▶ **Task directions**
The answer consists solely of the listing's lines from the first through the line containing "fn from(map: Map<String, Value>)", each reproduced exactly.

▶ **Excerpted records**
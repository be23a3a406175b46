use serde::{Deserialize, Serialize};
use serde_json::{Map, Value};

use crate::types::{JsonRpcVersion, RequestId};

/// Parameters for a JSON-RPC request or notification.
///
/// MCP params are always objects. A reserved `_meta` sub-map may be present
/// alongside arbitrary method-specific key/value pairs; both must round-trip
/// losslessly through decode and re-encode. `_meta` is never emitted when
/// absent.
#[derive(Debug, Clone, Default, PartialEq, Serialize, Deserialize)]
pub struct RequestParams {
    #[serde(rename = "_meta", default, skip_serializing_if = "Option::is_none")]
    pub meta: Option<Map<String, Value>>,
    #[serde(flatten)]
    pub other: Map<String, Value>,
}

impl RequestParams {
    pub fn new() -> Self {
        Self::default()
    }

    /// Build params from an arbitrary JSON object, splitting out `_meta`.
    pub fn from_map(mut map: Map<String, Value>) -> Self {
        let meta = match map.remove("_meta") {
            Some(Value::Object(m)) if !m.is_empty() => Some(m),
            _ => None,
        };
        Self { meta, other: map }
    }

    pub fn insert(&mut self, key: impl Into<String>, value: Value) {
        self.other.insert(key.into(), value);
    }

    pub fn get(&self, key: &str) -> Option<&Value> {
        self.other.get(key)
    }

    pub fn is_empty(&self) -> bool {
        self.meta.is_none() && self.other.is_empty()
    }

    /// Convert to a plain JSON value (re-attaching `_meta` if present).
    pub fn to_value(&self) -> Value {
        let mut map = self.other.clone();
        if let Some(meta) = &self.meta {
            map.insert("_meta".to_string(), Value::Object(meta.clone()));
        }
        Value::Object(map)
    }
}

impl From<Map<String, Value>> for RequestParams {
    fn from(map: Map<String, Value>) -> Self {
        Self::from_map(map)
    }
}

/// A JSON-RPC request: carries an `id` and therefore demands exactly one
/// response.
#[derive(Debug, Clone, PartialEq, Serialize, Deserialize)]
pub struct JsonRpcRequest {
    #[serde(rename = "jsonrpc")]
    pub version: JsonRpcVersion,
    pub id: RequestId,
    pub method: String,
    #[serde(default, skip_serializing_if = "Option::is_none")]
    pub params: Option<RequestParams>,
}

impl JsonRpcRequest {
    pub fn new(id: impl Into<RequestId>, method: impl Into<String>) -> Self {
        Self {
            version: JsonRpcVersion::V2_0,
            id: id.into(),
            method: method.into(),
            params: None,
        }
    }

    pub fn with_params(mut self, params: RequestParams) -> Self {
        self.params = Some(params);
        self
    }

    /// Get a named parameter, if params are present.
    pub fn get_param(&self, name: &str) -> Option<&Value> {
        self.params.as_ref()?.get(name)
    }

    /// The params as a plain JSON value, for handlers that deserialize their
    /// own typed parameter struct.
    pub fn params_value(&self) -> Option<Value> {
        self.params.as_ref().map(|p| p.to_value())
    }
}

#[cfg(test)]
mod tests {
    use super::*;
    use serde_json::json;

    #[test]
    fn test_request_serialization() {
        let request = JsonRpcRequest::new(1, "test_method");

        let json = serde_json::to_string(&request).unwrap();
        let parsed: JsonRpcRequest = serde_json::from_str(&json).unwrap();

        assert_eq!(parsed.id, RequestId::Number(1));
        assert_eq!(parsed.method, "test_method");
        assert!(parsed.params.is_none());
    }

    #[test]
    fn test_request_params_preserve_unknown_fields() {
        let raw = json!({
            "jsonrpc": "2.0",
            "id": "req1",
            "method": "tools/call",
            "params": {"name": "echo", "vendorExtension": {"x": 1}}
        });

        let parsed: JsonRpcRequest = serde_json::from_value(raw.clone()).unwrap();
        assert_eq!(parsed.get_param("name"), Some(&json!("echo")));
        assert_eq!(parsed.get_param("vendorExtension"), Some(&json!({"x": 1})));

        let re_encoded = serde_json::to_value(&parsed).unwrap();
        assert_eq!(re_encoded, raw);
    }

    #[test]
    fn test_meta_split_and_reattach() {
        let mut map = Map::new();
        map.insert("_meta".to_string(), json!({"progressToken": "t1"}));
        map.insert("name".to_string(), json!("echo"));

        let params = RequestParams::from_map(map);
        assert_eq!(params.meta.as_ref().unwrap()["progressToken"], json!("t1"));
        assert_eq!(params.get("name"), Some(&json!("echo")));
        assert_eq!(
            params.to_value(),
            json!({"name": "echo", "_meta": {"progressToken": "t1"}})
        );
    }

    #[test]
    fn test_empty_meta_not_emitted() {
        let params = RequestParams::from_map(Map::new());
        let json = serde_json::to_string(&params).unwrap();
        assert!(!json.contains("_meta"));
    }
}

▶ **Result for this task**
repository be23a3a406175b46
use serde::{Deserialize, Serialize};
use serde_json::{Map, Value};

use crate::types::{JsonRpcVersion, RequestId};

/// Parameters for a JSON-RPC request or notification.
///
/// MCP params are always objects. A reserved `_meta` sub-map may be present
/// alongside arbitrary method-specific key/value pairs; both must round-trip
/// losslessly through decode and re-encode. `_meta` is never emitted when
/// absent.
#[derive(Debug, Clone, Default, PartialEq, Serialize, Deserialize)]
pub struct RequestParams {
    #[serde(rename = "_meta", default, skip_serializing_if = "Option::is_none")]
    pub meta: Option<Map<String, Value>>,
    #[serde(flatten)]
    pub other: Map<String, Value>,
}

impl RequestParams {
    pub fn new() -> Self {
        Self::default()
    }

    /// Build params from an arbitrary JSON object, splitting out `_meta`.
    pub fn from_map(mut map: Map<String, Value>) -> Self {
        let meta = match map.remove("_meta") {
            Some(Value::Object(m)) if !m.is_empty() => Some(m),
            _ => None,
        };
        Self { meta, other: map }
    }

    pub fn insert(&mut self, key: impl Into<String>, value: Value) {
        self.other.insert(key.into(), value);
    }

    pub fn get(&self, key: &str) -> Option<&Value> {
        self.other.get(key)
    }

    pub fn is_empty(&self) -> bool {
        self.meta.is_none() && self.other.is_empty()
    }

    /// Convert to a plain JSON value (re-attaching `_meta` if present).
    pub fn to_value(&self) -> Value {
        let mut map = self.other.clone();
        if let Some(meta) = &self.meta {
            map.insert("_meta".to_string(), Value::Object(meta.clone()));
        }
        Value::Object(map)
    }
}

impl From<Map<String, Value>> for RequestParams {
    fn from(map: Map<String, Value>) -> Self {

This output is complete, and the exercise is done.